追加のボディーブローになるようなカード発表を
──AJ・マッキー選手とシェイドゥラエフ選手の試合は世界的にも注目されるところで、ペイパービューも含めて、北米とかにどれぐらい影響があるとお考えですか。
「すごい期待をしていますね。僕らはUFC の牙城に、UFCの視界に入れるところまで行くには、やっぱり北米マーケットでRIZINのプレゼンスを高めない限りは、やっぱりそこの売り上げをしっかり確保していかないと勝ち目はないっていうか、勝ちようがないと思うんですね。そういうことで言えば、RIZINという今の僕らの大会をそのままアメリカ大会とか開催するっていうことでも違うと思うんで。今は“軒先借りて母屋を取る”じゃないけど、ずっと言ってるように、そういうPFLとか、すでに少なからずアメリカの中で認知されてる団体と絡むことで、今回の9月のRIZINのペイパービューの数字を上げたいと思うし、RIZINの試合の映像もPFLのチャネルを使って積極的に北米で擦りたいと思ってます」
──今回、配信の仕方を今までとちょっと変わるんですか?
「変わる可能性はあると思うんですけど、ただ、『RIZIN.TV』っていうアプリを世界的に普及させようと思ってはいるので、どういう形で今回のカードを含めてアメリカに届けていくかっていうのは、PFLとも協議しながら調整をしたいなと思ってます」
──初めての平日開催ということで、リアルチケットの券売とペイパービューの割合のどちらも注目されると思うんですけど、その比点の置き方っていうのは?

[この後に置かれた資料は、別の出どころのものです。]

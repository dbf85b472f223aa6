use async_trait::async_trait;
use chrono::Utc;
use tokio::sync::RwLock;
use uuid::Uuid;

use super::{normalize_description, Task, TaskStore};
use crate::error::TaskError;

/// In-memory task store, used by handler tests that want no disk.
///
/// New tasks are pushed to the front so listing matches the SQLite ordering
/// (newest first) without a sort.
#[derive(Default)]
pub struct MemoryTaskStore {
    tasks: RwLock<Vec<Task>>,
}

impl MemoryTaskStore {
    pub fn new() -> Self {
        Self::default()
    }
}

#[async_trait]
impl TaskStore for MemoryTaskStore {
    async fn list_tasks(&self) -> Result<Vec<Task>, TaskError> {
        Ok(self.tasks.read().await.clone())
    }

    async fn create_task(&self, description: &str) -> Result<Task, TaskError> {
        let description = normalize_description(description)?;
        let task = Task {
            id: Uuid::new_v4().to_string(),
            description,
            created_at: Utc::now().to_rfc3339(),
        };
        self.tasks.write().await.insert(0, task.clone());
        Ok(task)
    }

    async fn delete_task(&self, id: &str) -> Result<bool, TaskError> {
        let mut tasks = self.tasks.write().await;
        let before = tasks.len();
        tasks.retain(|t| t.id != id);
        Ok(tasks.len() < before)
    }

    async fn ping(&self) -> Result<(), TaskError> {
        Ok(())
    }

    async fn close(&self) {}
}
use anyhow::Result;
use clap::{Parser, Subcommand};
use std::sync::Arc;
use taskd::{config::Config, rest, storage, AppContext};
use tracing::{error, info};

#[derive(Parser)]
#[command(name = "taskd", about = "Minimal to-do task HTTP backend", version)]
struct Args {
    #[command(subcommand)]
    command: Option<Command>,

    /// Path to the TOML config file (default: ./taskd.toml)
    #[arg(long, env = "TASKD_CONFIG")]
    config: Option<std::path::PathBuf>,

    /// HTTP listen port
    #[arg(long, env = "TASKD_PORT")]
    port: Option<u16>,

    /// Bind address (default: 0.0.0.0)
    #[arg(long, env = "TASKD_BIND")]
    bind: Option<String>,

    /// Store connection URL, e.g. sqlite://tasks.db?mode=rwc
    #[arg(long, env = "TASKD_DB_URL")]
    db_url: Option<String>,

    /// Log level (trace, debug, info, warn, error)
    #[arg(long, env = "TASKD_LOG")]
    log: Option<String>,

    /// Write logs to this file path (rotated daily). Optional.
    #[arg(long, env = "TASKD_LOG_FILE")]
    log_file: Option<std::path::PathBuf>,

    /// Include store error detail in 500 response bodies (development aid)
    #[arg(long, env = "TASKD_DEBUG_ERRORS")]
    debug_errors: bool,
}

#[derive(Subcommand)]
enum Command {
    /// Start the HTTP server (default when no subcommand given).
    ///
    /// Examples:
    ///   taskd serve
    ///   taskd
    Serve,
}

#[tokio::main]
async fn main() -> Result<()> {
    let args = Args::parse();

    // Init once, before any tracing calls.
    let log_level = args.log.as_deref().unwrap_or("info").to_owned();
    let log_format = std::env::var("TASKD_LOG_FORMAT").unwrap_or_else(|_| "pretty".to_string());
    let _file_guard = setup_logging(&log_level, args.log_file.as_deref(), &log_format);

    match args.command {
        None | Some(Command::Serve) => {
            run_server(
                args.config,
                args.port,
                args.bind,
                args.db_url,
                args.log,
                args.debug_errors,
            )
            .await?;
        }
    }

    Ok(())
}

async fn run_server(
    config_path: Option<std::path::PathBuf>,
    port: Option<u16>,
    bind: Option<String>,
    db_url: Option<String>,
    log: Option<String>,
    debug_errors: bool,
) -> Result<()> {
    info!(version = env!("CARGO_PKG_VERSION"), "taskd starting");

    let config = Arc::new(Config::new(
        config_path,
        port,
        bind,
        db_url,
        log,
        debug_errors,
    ));
    info!(port = config.port, bind = %config.bind_address, "config loaded");

    let store = connect_store(&config).await;

    let ctx = Arc::new(AppContext {
        config,
        store: store.clone(),
        started_at: std::time::Instant::now(),
    });

    rest::start_rest_server(ctx, make_shutdown_future()).await?;

    info!("shutdown signal received, closing store connection");
    store.close().await;
    Ok(())
}

/// Connect to the configured store.
///
/// A missing URL or a failed connect is not fatal: the server starts with a
/// disconnected store, every task operation answers 500, and /health reports
/// the state.
async fn connect_store(config: &Config) -> Arc<dyn storage::TaskStore> {
    let Some(db_url) = config.db_url.as_deref() else {
        error!("no store URL configured (set --db-url or TASKD_DB_URL), running disconnected");
        return Arc::new(storage::DisconnectedStore);
    };

    match storage::SqliteTaskStore::connect_with_slow_query(
        db_url,
        config.observability.slow_query_threshold_ms,
    )
    .await
    {
        Ok(store) => {
            info!(db_url = %db_url, "connected to store");
            Arc::new(store)
        }
        Err(e) => {
            error!(db_url = %db_url, err = %e, "store connection failed, running disconnected");
            Arc::new(storage::DisconnectedStore)
        }
    }
}

/// Initialize the tracing subscriber.
/// If `log_file` is set, logs go to both stdout and a daily-rolling file.
/// Returns a `WorkerGuard` that must stay alive for the process lifetime.
///
/// `log_format` may be `"pretty"` (default, human-readable compact format) or
/// `"json"` (structured JSON for log aggregators).
///
/// If the log directory cannot be created, falls back to stdout-only logging
/// with a warning; never panics.
fn setup_logging(
    log_level: &str,
    log_file: Option<&std::path::Path>,
    log_format: &str,
) -> Option<tracing_appender::non_blocking::WorkerGuard> {
    use tracing_subscriber::{fmt, layer::SubscriberExt, util::SubscriberInitExt, EnvFilter};

    let use_json = log_format == "json";

    if let Some(path) = log_file {
        let dir = path.parent().unwrap_or_else(|| std::path::Path::new("."));
        let filename = path
            .file_name()
            .unwrap_or_else(|| std::ffi::OsStr::new("taskd.log"));

        // Ensure the directory exists before tracing-appender tries to open it.
        if let Err(e) = std::fs::create_dir_all(dir) {
            eprintln!(
                "warn: could not create log directory '{}': {e}, falling back to stdout",
                dir.display()
            );
            if use_json {
                tracing_subscriber::fmt().json().with_env_filter(log_level).init();
            } else {
                tracing_subscriber::fmt().with_env_filter(log_level).compact().init();
            }
            return None;
        }

        let appender = tracing_appender::rolling::daily(dir, filename);
        let (non_blocking, guard) = tracing_appender::non_blocking(appender);

        if use_json {
            tracing_subscriber::registry()
                .with(EnvFilter::new(log_level))
                .with(fmt::layer().json())
                .with(fmt::layer().json().with_writer(non_blocking))
                .init();
        } else {
            tracing_subscriber::registry()
                .with(EnvFilter::new(log_level))
                .with(fmt::layer().compact())
                .with(fmt::layer().with_writer(non_blocking))
                .init();
        }

        Some(guard)
    } else if use_json {
        tracing_subscriber::fmt().json().with_env_filter(log_level).init();
        None
    } else {
        tracing_subscriber::fmt().with_env_filter(log_level).compact().init();
        None
    }
}

/// Resolves when a shutdown signal is received.
///
/// On Unix we listen for SIGTERM *and* Ctrl-C.
/// On other platforms we listen for Ctrl-C only.
async fn make_shutdown_future() {
    #[cfg(unix)]
    {
        use tokio::signal::unix::{signal, SignalKind};
        let mut sigterm = signal(SignalKind::terminate()).expect("failed to register SIGTERM");
        tokio::select! {
            _ = tokio::signal::ctrl_c() => {}
            _ = sigterm.recv() => {}
        }
    }
    #[cfg(not(unix))]
    {
        tokio::signal::ctrl_c().await.ok();
    }
}
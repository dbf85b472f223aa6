use crate::AppContext;
use axum::{extract::State, Json};
use serde_json::{json, Value};
use std::sync::Arc;

/// Always answers 200; the body says whether the store is reachable.
pub async fn health(State(ctx): State<Arc<AppContext>>) -> Json<Value> {
    let uptime = ctx.started_at.elapsed().as_secs();
    let store_ok = ctx.store.ping().await.is_ok();
    Json(json!({
        "status": if store_ok { "ok" } else { "degraded" },
        "store": if store_ok { "connected" } else { "disconnected" },
        "uptime_secs": uptime,
        "version": env!("CARGO_PKG_VERSION"),
    }))
}
pub mod health;
pub mod tasks;
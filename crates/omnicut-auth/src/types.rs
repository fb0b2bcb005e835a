//! Credential and storage types.

use serde::{Deserialize, Serialize};

use crate::errors::AuthError;

/// Current `auth.json` schema version.
pub const AUTH_STORAGE_VERSION: u32 = 1;

/// A validated API key.
///
/// `Debug` and `Display` redact the secret; use [`ApiKey::expose`] to read it.
#[derive(Clone, PartialEq, Eq)]
pub struct ApiKey(String);

impl ApiKey {
    /// Validate and wrap a raw key. Surrounding whitespace is trimmed.
    pub fn new(raw: impl AsRef<str>) -> Result<Self, AuthError> {
        let key = raw.as_ref().trim();
        if key.is_empty() {
            return Err(AuthError::InvalidKey("key is empty".to_string()));
        }
        if key.chars().any(|c| c.is_control() || c.is_whitespace()) {
            return Err(AuthError::InvalidKey(
                "key contains whitespace or control characters".to_string(),
            ));
        }
        Ok(Self(key.to_string()))
    }

    /// The secret value, for placing in a request header.
    pub fn expose(&self) -> &str {
        &self.0
    }

    /// Short form safe to print: the last four characters.
    pub fn redacted(&self) -> String {
        let tail: String = self
            .0
            .chars()
            .rev()
            .take(4)
            .collect::<Vec<_>>()
            .into_iter()
            .rev()
            .collect();
        format!("****{tail}")
    }
}

impl std::fmt::Debug for ApiKey {
    fn fmt(&self, f: &mut std::fmt::Formatter<'_>) -> std::fmt::Result {
        f.debug_tuple("ApiKey").field(&self.redacted()).finish()
    }
}

impl std::fmt::Display for ApiKey {
    fn fmt(&self, f: &mut std::fmt::Formatter<'_>) -> std::fmt::Result {
        f.write_str(&self.redacted())
    }
}

/// On-disk layout of `auth.json`.
#[derive(Clone, Debug, Serialize, Deserialize)]
#[serde(rename_all = "camelCase")]
pub struct AuthStorage {
    /// Schema version.
    pub version: u32,
    /// Stored Gemini API key.
    #[serde(default, skip_serializing_if = "Option::is_none")]
    pub api_key: Option<String>,
    /// RFC 3339 timestamp of the last save.
    #[serde(default)]
    pub last_updated: String,
}

impl AuthStorage {
    /// Empty storage at the current version.
    pub fn new() -> Self {
        Self {
            version: AUTH_STORAGE_VERSION,
            api_key: None,
            last_updated: String::new(),
        }
    }
}

impl Default for AuthStorage {
    fn default() -> Self {
        Self::new()
    }
}

// ─────────────────────────────────────────────────────────────────────────────
// Tests
// ─────────────────────────────────────────────────────────────────────────────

「あまり変わらないと思いますね。まだこの先長い、これが最後で終わりなわけではないので。京セラドーム大阪は、平日で午後5時半開始ぐらいかなと思ってます。だから全9試合、10試合は組めないと思うんですよね。それでも(終了は)10時。だから平日のこの夜の深い時間でペイパービューってやったことないんですよね。それがどう反応が出るのかは、ちょっとそこは実験的な側面もあるし、でも配信プラットフォームさんと話したりする中では『チャンスがあるんじゃないか』と。週末にいろんなコンテンツが重なる中で、スポーツコンテンツの強いものが重なるし、格闘技もいっぱい重なる中にぶつけるよりも、意外に数字が伸びるんじゃないかっていう説もあるんで。チケットもカード編成次第で、野球で言えば平日でもパンパンに入っているし、音楽イベントだってトップどころのアーティストは平日でも平気でドームクラスを4万、5万って埋めてくるわけですから。本当にRIZINが通常のハードコアなファン、コアなファンの人たち以外の、もう少し遠い、外のカジュアルなファンに届けられるようなプロモーションとか、人間ドラマとかをこの先きちっと届けられれば、チケットにおいても僕らはチャンスあるんじゃないかなと思ってはいるんで、どっちも両方注視して、いつもの同じような形でペイパービューに特化して宣伝かけてってことではなく、いきたいなと思ってます」
――7試合が追加発表され、RENAvs.ナタリア・クジュティナも含めて8試合。まだ追加はありますか。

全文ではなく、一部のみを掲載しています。